16. Het beroep is gegrond omdat het bestreden besluit in strijd is met artikel 3:2 en 7:12 van de Algemene wet bestuursrecht (Awb). De rechtbank vernietigt daarom het bestreden besluit voor zover daarbij de afwijzing van de aanvraag voor een bijstandsuitkering over de periode 20 januari 2022 tot en met 11 maart 2022 in stand is gelaten. De rechtbank ziet geen reden om de rechtsgevolgen van het besluit voor zover dat wordt vernietigd in stand te laten of zelf een beslissing hierover te nemen. Dit omdat door het college nog, aan de hand van de norm van een alleenstaande, zal moeten worden berekend voor welk bedrag een bijstandsuitkering aan eiser zal moeten worden verleend. Het college zal ook worden veroordeeld tot betaling van de wettelijke rente over de na te betalen bijstand. De wettelijke rente moet worden berekend overeenkomstig de uitspraak van de CRvB van 25 januari 2012. [5]
16.1.
De rechtbank bepaalt met toepassing van artikel 8:72, vierde lid, van de Awb dat het college een nieuw besluit moet nemen met inachtneming van deze uitspraak.
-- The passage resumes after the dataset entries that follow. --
//! Agent-facing replies: natural-language text plus a structured payload.

use alloy::primitives::utils::format_ether;
use serde::Serialize;

use crate::gift::types::{GiftError, GiftRequestParams, GiftTransaction};

/// What the agent says back to the end user.
#[derive(Debug, Clone, Serialize)]
pub struct GiftReply {
    pub text: String,
    pub content: ReplyContent,
}

#[derive(Debug, Clone, Serialize)]
#[serde(untagged)]
pub enum ReplyContent {
    Success {
        success: bool,
        hash: String,
        amount: String,
        recipient: String,
        chain: String,
    },
    Failure {
        error: String,
    },
}

/// Build the success reply for a submitted gift request.
pub fn success_reply(
    params: &GiftRequestParams,
    transaction: &GiftTransaction,
    chain: &str,
) -> GiftReply {
    GiftReply {
        text: format!(
            "Gift request successful! Code: {}, Address: {}\nTransaction Hash: {}",
            params.code, params.address, transaction.hash
        ),
        content: ReplyContent::Success {
            success: true,
            hash: transaction.hash.to_string(),
            amount: format_ether(transaction.value),
            recipient: transaction.to.to_string(),
            chain: chain.to_string(),
        },
    }
}

/// Build the failure reply. The text carries the classified human-readable
/// message, never the raw transport error.
pub fn failure_reply(error: &GiftError) -> GiftReply {
    tracing::error!(error = %error, "Gift request failed");
    GiftReply {
        text: format!("Gift request failed: {}", error),
        content: ReplyContent::Failure {
            error: error.to_string(),
        },
    }
}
De rechtbank geeft het college hiervoor zes weken.
17. Omdat het beroep gegrond is moet het college het griffierecht aan eiser vergoeden en krijgt eiser ook een vergoeding van zijn proceskosten. Deze proceskosten worden begroot op een bedrag van € 1.750,-- (1 punt voor het beroepschrift en 1 punt voor de zitting, met een bedrag van € 875,-- per punt).

Beslissing

De rechtbank:
- verklaart het beroep gegrond;
- vernietigt het bestreden besluit van 13 september 2023 voor zover daarin is beslist dat de afwijzing van de aanvraag voor een bijstandsuitkering over de periode 20 januari 2022 tot en met 11 maart 2022 in stand wordt gelaten;
- draagt het college op binnen zes weken na de dag van verzending van deze uitspraak een nieuw besluit te nemen op het bezwaar met inachtneming van deze uitspraak;
- veroordeelt het college tot betaling van de wettelijke rente over de na te betalen bijstand, zoals vermeld onder 16;
- veroordeelt het college in de proceskosten van eiser tot een bedrag van € 1.750,--
- bepaalt dat het college het griffierecht van € 50,-- aan eiser moet vergoeden;
Deze uitspraak is gedaan door mr. T.J. Thurlings-Rassa, rechter, in aanwezigheid van
W. Veldman, griffier. De uitspraak is uitgesproken in het openbaar op
griffier
rechter
Een afschrift van deze uitspraak is verzonden aan partijen op:

Informatie over hoger beroep

Een partij die het niet eens is met deze uitspraak, kan een hogerberoepschrift sturen naar de Centrale Raad van Beroep waarin wordt uitgelegd waarom deze partij het niet eens is met deze uitspraak. Het hogerberoepschrift moet worden ingediend binnen zes weken na de dag waarop deze uitspraak is verzonden. Kan de indiener de behandeling van het hoger beroep niet afwachten, omdat de zaak spoed heeft, dan kan de indiener de voorzieningenrechter van de Centrale Raad van Beroep vragen om een voorlopige voorziening (een tijdelijke maatregel) te treffen.

Voetnoten

1.Vgl. ABRvS 6 augustus 2003, ECLI:NL:RVS:2003:AI0801 alsmede: CRvB 22 februari 2024, ECLI:NL:CRVB:2024:360, r.o. 4.2.
2.Vgl. ABRvS 24 april 2018, ECLI:NL:RVS:2018:220.
3.Vgl. artikel 11 Participatiewet.
4.Verordening (EU) 2019/1111, i.h.b. artikel 1 jo artikel 30 daarvan.